Solutions in scrubbers can be unloaded and replaced automatically at a specified time. At set intervals (usually every 60 s), the detector monitors the background level using a gold trap that removes Hg from the fumes and corrects the analytical signal. From the probe (TECORA® TCR titanium rotating probe) to the analyzer a heated line with thermoregulator is used to avoid condensation (temperature above 180°C)
Particular attention has been paid to the calibration of the instrument.
An insulated chamber (gas box) with a flask inside with a heat-sealed thermocouple calibrated with a primary external temperature by NIST was used
The metallic mercury is removed with a gas-tight syringe and placed in the vial. From there, precise aliquots are taken from the vial and injected into a tedlar bag.
The amount of Hg contained in the air inside the chamber obtained from the gas state equation can be used to plot the amount of mercury injected into the tedlar bag which must be detected by the gas analyzer. atomic absorption
Next, a series of mercury injections were performed inside a tedlar bag.
A three-point calibration starting with a value of 4 micrograms and ending at approximately 16.50 micrograms was carried out, with a good correlation between the estimated concentration and that measured by the atomic absorption of the analyzer.

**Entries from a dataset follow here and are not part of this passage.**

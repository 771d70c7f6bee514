//! Hanmadi Switch Scanning
//!
//! Single-switch access for the AAC board.
//!
//! Features:
//! - Menu → category → card → confirmation scan hierarchy
//! - Auto (timer) and step (short/long press) methods
//! - Deterministic timers behind a clock abstraction
//! - Screen and speech collaborators as traits

pub mod config;
pub mod controller;
pub mod input;
pub mod output;
pub mod state;
pub mod timer;

pub use config::{ScanMethod, ScanningConfig};
pub use controller::ScanningController;
pub use input::{Key, ScanAction, SwitchGesture};
pub use output::{
    NavCall, NullNavigator, NullSpeech, RecordingNavigator, RecordingSpeech, SpeechCall,
    SpeechOutput, View, ViewNavigator, VoiceStyle,
};
pub use state::{labels, EventQueue, MenuChoice, ScanEvent, ScanPhase, ScanningState};
pub use timer::{Clock, ManualClock, MonotonicClock, TimerId, TimerKind, TimerQueue};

At the same time, isokinetic samples on a quartz fiber filter and by absorption on a K2Cr2O7 + HNO3 solution (EN 13211:2003) were taken in order to compare the results of the experimental tests and the reference method.
Two campaigns of approximately 5 hours each were prepared in which 100% RDF was burned in the WTE plant and 2 campaigns in which, in addition to RDF, DPS was burned with different charges.

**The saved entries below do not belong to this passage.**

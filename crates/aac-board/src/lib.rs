//! Hanmadi Board
//!
//! Everything the AAC board keeps between taps.
//!
//! Features:
//! - Card catalog (categories, emergency cards, situations, suggestions)
//! - User-added cards and saved card order
//! - Selection store with derived message and subscriptions
//! - Message history
//! - Failure-tolerant key/value persistence

pub mod catalog;
pub mod data;
pub mod history;
pub mod selection;
pub mod settings;
pub mod storage;

pub use catalog::{
    BoardCatalog, CardCatalog, CardOrder, Category, SituationBoard, UserCards, VerbSuggestions,
};
pub use history::{MessageHistory, HISTORY_LIMIT};
pub use selection::{SelectionSnapshot, SelectionStore, SubscriptionId, DEFAULT_CATEGORY};
pub use settings::SpeechSettings;
pub use storage::{keys, FileStorage, MemoryStorage, Persistence, SafeStorage};

pub use aac_grammar::{Card, CardTextError, GrammarType};

/// Catalog editing error
#[derive(Debug, thiserror::Error)]
pub enum CatalogError {
    #[error("Unknown category: {0}")]
    UnknownCategory(String),

    #[error("Card id already in use: {0}")]
    DuplicateCard(String),

    #[error("Index {index} out of range for {len} cards")]
    IndexOutOfRange { index: usize, len: usize },

    #[error("Invalid card text: {0}")]
    InvalidText(#[from] CardTextError),
}

/// Storage error
#[derive(Debug, thiserror::Error)]
pub enum StorageError {
    #[error("I/O error: {0}")]
    Io(#[from] std::io::Error),

    #[error("JSON error: {0}")]
    Json(#[from] serde_json::Error),

    #[error("Invalid storage key: {0}")]
    InvalidKey(String),

    #[error("Quota exceeded writing {key}: {needed} of {quota} bytes")]
    QuotaExceeded { key: String, needed: usize, quota: usize },
}
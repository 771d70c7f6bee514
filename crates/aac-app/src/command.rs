//! Terminal Commands
//!
//! One command per input line. Single letters stand in for the physical
//! keys and switch of a real board.

use aac_scan::{Key, ScanAction};

#[derive(Debug, Clone, PartialEq, Eq)]
pub enum Command {
    /// Keyboard key, mapped by the current scan method
    Key(Key),
    /// Explicit scan action
    Action(ScanAction),
    SwitchDown,
    SwitchUp,
    Start,
    Stop,
    Restart,
    /// Speak the current message
    Speak,
    History,
    Quit,
}

impl Command {
    /// Parse a line; `None` for unknown input
    pub fn parse(line: &str) -> Option<Self> {
        // A bare newline is the Enter key
        if line.trim_end_matches(['\r', '\n']).is_empty() {
            return Some(Command::Key(Key::Enter));
        }
        let command = match line.trim().to_lowercase().as_str() {
            "" | "space" => Command::Key(Key::Space),
            "enter" => Command::Key(Key::Enter),
            "esc" | "escape" => Command::Key(Key::Escape),
            "n" | "next" => Command::Action(ScanAction::MoveNext),
            "s" | "select" => Command::Action(ScanAction::SelectCurrent),
            "b" | "back" => Command::Action(ScanAction::GoBack),
            "d" | "down" => Command::SwitchDown,
            "u" | "up" => Command::SwitchUp,
            "start" => Command::Start,
            "stop" => Command::Stop,
            "restart" => Command::Restart,
            "speak" => Command::Speak,
            "h" | "history" => Command::History,
            "q" | "quit" | "exit" => Command::Quit,
            _ => return None,
        };
        Some(command)
    }
}

#[cfg(test)]
mod tests {
    use super::*;

    #[test]
    fn test_parse() {
        assert_eq!(Command::parse(""), Some(Command::Key(Key::Enter)));
        assert_eq!(Command::parse(" "), Some(Command::Key(Key::Space)));
        assert_eq!(Command::parse("n"), Some(Command::Action(ScanAction::MoveNext)));
        assert_eq!(Command::parse("S\n"), Some(Command::Action(ScanAction::SelectCurrent)));
        assert_eq!(Command::parse("esc"), Some(Command::Key(Key::Escape)));
        assert_eq!(Command::parse("q"), Some(Command::Quit));
        assert_eq!(Command::parse("jump"), None);
    }
}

The comparison could only be made with an analyzer as continuous as the AMS installed in the factory, a CEM which uses the photometric principle with the Zeeman effect and for the calibration uses a vaporizer generating a gas from a solution of mercury chloride
The values ​​of the hourly averages over the sampling periods (approximately 5 hours per campaign) between AMS and SRM with the analyzer remain around 0.5 – 1.0 μg/Nm3 with a very small difference (between 0.5 and 1.0 μg/Nm3). The results appear to hold constant the AMS/SRM differences with NIC SGM-9 between 100% RDF combustion and different dry sludge combustion loads.
SRM with NIC SGM-9 generally seems to show frequent peaks unlike AMS: this may be partly due to the interaction of NIC SGM-9 with some interfering metals (molarity of KOH has therefore been increased from 1M to 2M) , partly at NIC SGM -9 higher sensitivity.

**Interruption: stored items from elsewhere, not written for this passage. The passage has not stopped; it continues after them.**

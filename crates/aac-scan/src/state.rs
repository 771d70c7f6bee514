//! Scanning State
//!
//! Phase machine state and the event queue the controller reports through.

use crate::config::ScanningConfig;
use std::collections::VecDeque;

/// Labels for fixed scan items
pub mod labels {
    pub const SPEAK: &str = "말하기";
    pub const SITUATION: &str = "상황";
    pub const BACK: &str = "돌아가기";
    pub const CLOSE: &str = "닫기";
}

/// Where in the menu → category → card → modal hierarchy the scan is
#[derive(Debug, Clone, Copy, PartialEq, Eq, Default)]
pub enum ScanPhase {
    #[default]
    Menu,
    Category,
    Card,
    Modal,
}

impl ScanPhase {
    /// Phases that leave by themselves after two full passes
    pub fn auto_returns(self) -> bool {
        matches!(self, Self::Category | Self::Card)
    }
}

/// Top-level menu item
#[derive(Debug, Clone, Copy, PartialEq, Eq)]
pub enum MenuChoice {
    /// Category board
    Speak,
    /// Situation board
    Situation,
}

impl MenuChoice {
    pub const ALL: [MenuChoice; 2] = [MenuChoice::Speak, MenuChoice::Situation];

    pub fn from_index(index: usize) -> Option<Self> {
        Self::ALL.get(index).copied()
    }

    /// Board slide for this choice
    pub fn slide(self) -> usize {
        match self {
            Self::Speak => 0,
            Self::Situation => 1,
        }
    }

    pub fn label(self) -> &'static str {
        match self {
            Self::Speak => labels::SPEAK,
            Self::Situation => labels::SITUATION,
        }
    }
}

/// Scan position and session flags
#[derive(Debug, Clone, PartialEq, Eq, Default)]
pub struct ScanningState {
    pub is_active: bool,
    pub phase: ScanPhase,
    pub current_index: usize,
    /// Set when the scan has wrapped to index 0 once in this phase
    pub has_looped: bool,
    pub selected_menu: Option<MenuChoice>,
    /// Items in the current phase, including the back item in Card
    pub item_count: usize,
    pub config: ScanningConfig,
}

impl ScanningState {
    pub fn new(config: ScanningConfig) -> Self {
        Self { config, ..Default::default() }
    }

    /// Back to an inactive menu scan, keeping the configuration
    pub fn reset(&mut self) {
        *self = Self::new(self.config.clone());
    }

    /// Position at the start of `phase`
    pub fn enter(&mut self, phase: ScanPhase) {
        self.phase = phase;
        self.current_index = 0;
        self.has_looped = false;
    }
}

/// Something observable the controller did
#[derive(Debug, Clone, PartialEq, Eq)]
pub enum ScanEvent {
    Started,
    Stopped,
    PhaseEntered(ScanPhase),
    Highlighted { phase: ScanPhase, index: usize, label: String },
    /// Left a phase after two full passes without a selection
    AutoReturned { from: ScanPhase, to: ScanPhase },
    MessageComposed(String),
    ConfirmationClosed,
}

/// Bounded FIFO of scan events; oldest entries drop first
#[derive(Debug)]
pub struct EventQueue {
    queue: VecDeque<ScanEvent>,
    max_size: usize,
}

impl EventQueue {
    pub const DEFAULT_SIZE: usize = 256;

    pub fn new(max_size: usize) -> Self {
        Self { queue: VecDeque::new(), max_size: max_size.max(1) }
    }

    pub fn push(&mut self, event: ScanEvent) {
        self.queue.push_back(event);
        while self.queue.len() > self.max_size {
            self.queue.pop_front();
        }
    }

    pub fn drain(&mut self) -> Vec<ScanEvent> {
        self.queue.drain(..).collect()
    }

    pub fn len(&self) -> usize { self.queue.len() }
    pub fn is_empty(&self) -> bool { self.queue.is_empty() }
}

impl Default for EventQueue {
    fn default() -> Self {
        Self::new(Self::DEFAULT_SIZE)
    }
}

#[cfg(test)]
mod tests {
    use super::*;

    #[test]
    fn test_reset_keeps_config() {
        let config = ScanningConfig { speed_ms: 4000, ..Default::default() };
        let mut state = ScanningState::new(config.clone());
        state.is_active = true;
        state.enter(ScanPhase::Card);
        state.current_index = 3;
        state.reset();
        assert_eq!(state, ScanningState::new(config));
    }

    #[test]
    fn test_event_queue_is_bounded() {
        let mut queue = EventQueue::new(2);
        queue.push(ScanEvent::Started);
        queue.push(ScanEvent::ConfirmationClosed);
        queue.push(ScanEvent::Stopped);
        assert_eq!(queue.drain(), vec![ScanEvent::ConfirmationClosed, ScanEvent::Stopped]);
        assert!(queue.is_empty());
    }

    #[test]
    fn test_menu_choice() {
        assert_eq!(MenuChoice::from_index(1), Some(MenuChoice::Situation));
        assert_eq!(MenuChoice::from_index(2), None);
        assert!(!ScanPhase::Menu.auto_returns());
        assert!(ScanPhase::Card.auto_returns());
    }
}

The filter analysis always provided Hg values ​​below the instrumental sensitivity limit so as not to generate a quantifiable contribution to the analyzer values.
This work compares the results of 4 test campaigns between a validated AMS and a discontinuous system based on SRM (isokinetic sampling) coupled with a real-time (AA) system for measuring mercury in gaseous form.
The comparison already shows a satisfactory agreement and well below the LEL (50 μg/Nm³ d). However, further study of the field tests performed is needed to investigate the discrepancies found between the two systems.

References

Takaoka M., Domoto S., Oshita K., Takeda N., Morisawa S. Mercury emission from sewage sludge incineration in Japan. Journal of Material Cycles and Waste Management (2012), 14: 113–119.
Wang X., Mao Y. Mercury in municipal wastewater and sewage sludge. Environmental Contamination and Toxicology Bulletin (2019), 102: 643–649.